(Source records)
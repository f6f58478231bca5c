use pvs_value::{PointUuid, VersionedValue};

use crate::query::StoreValuesQuery;

/// Iteration order a prepared [`Responder`] walks values in: forward
/// iteration yields ascending `(stamp, version)`, reverse iteration yields
/// descending.
#[derive(Clone, Copy, Debug, Eq, PartialEq)]
pub enum Order {
    Forward,
    Reverse,
}

/// A fresh iteration spec a cursor hands a [`Responder`] on
/// [`Responder::reset`] -- either to start a query, or to re-window after a
/// batch boundary.
#[derive(Clone)]
pub struct ResetSpec {
    pub point_uuid: Option<PointUuid>,
    pub query: StoreValuesQuery,
    pub order: Order,
}

/// The read side of the backend interface the cursor drives.
///
/// A `Responder` is stateful: `reset` prepares an iteration, `next`/`count`
/// consume it. Implementations are pooled by the caller, one per concurrent
/// query; this trait says nothing about pooling itself.
#[async_trait::async_trait]
pub trait Responder: Send {
    /// Release any in-progress iteration and, if `spec` is given, prepare a
    /// fresh one.
    async fn reset(&mut self, spec: Option<ResetSpec>) -> anyhow::Result<()>;

    /// The next ordered value in the prepared iteration, or `None` when
    /// exhausted. Deleted rows are omitted unless the prepared query has
    /// DELETED set.
    async fn next(&mut self) -> anyhow::Result<Option<VersionedValue>>;

    /// Count values matching the prepared query without materializing
    /// them.
    async fn count(&mut self) -> anyhow::Result<u64>;

    /// This backend's row fetch cap per prepared iteration; `0` means
    /// unlimited.
    fn limit(&self) -> u32;
}

/// The outcome of a single [`Writer`] upsert.
#[derive(Clone, Copy, Debug, Eq, PartialEq)]
pub enum WriteOutcome {
    Inserted,
    Replaced,
}

/// The write side of the backend interface the updater pipeline drives.
#[async_trait::async_trait]
pub trait Writer: Send + Sync {
    /// Upsert keyed by `(point_uuid, stamp)`. A non-tombstone write to an
    /// existing `(point, stamp)` replaces it; `version` must be strictly
    /// greater than any prior version for this key.
    async fn upsert(&self, value: &VersionedValue) -> anyhow::Result<WriteOutcome>;

    /// Delete the row at `(point_uuid, stamp)`, returning the number of
    /// rows removed (0 or 1). Unless `drop_deleted` is set, also writes a
    /// tombstone under the point's deleted-bit shadow key.
    async fn delete(&self, point_uuid: PointUuid, stamp: i64, drop_deleted: bool) -> anyhow::Result<u64>;

    /// Physically remove all rows (plain and deleted-shadow) for
    /// `point_uuid` with `stamp` in `interval`, returning the count
    /// removed.
    async fn purge(&self, point_uuid: PointUuid, interval: pvs_common::Interval) -> anyhow::Result<u64>;

    /// Finalize the writes issued since the last commit.
    async fn commit(&self) -> anyhow::Result<()>;
}

/// A concrete backend pairs a [`Writer`] with the ability to prepare as many
/// independent [`Responder`]s as callers need concurrently, one per
/// concurrent query. `pvs-session` is generic over this trait rather than
/// over a specific backend crate.
pub trait Backend: Writer {
    fn new_responder(&self) -> Box<dyn Responder>;

    /// View this backend as a plain [`Writer`] trait object. A handwritten
    /// supertrait accessor rather than relying on trait-object upcasting,
    /// which each concrete backend can implement as `self`.
    fn writer(&self) -> &dyn Writer;
}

◆ Required work:
Out of the entries, pull every line that mentions "interface".

◆ Completed exercise:
/// The read side of the backend interface the cursor drives.
/// The write side of the backend interface the updater pipeline drives.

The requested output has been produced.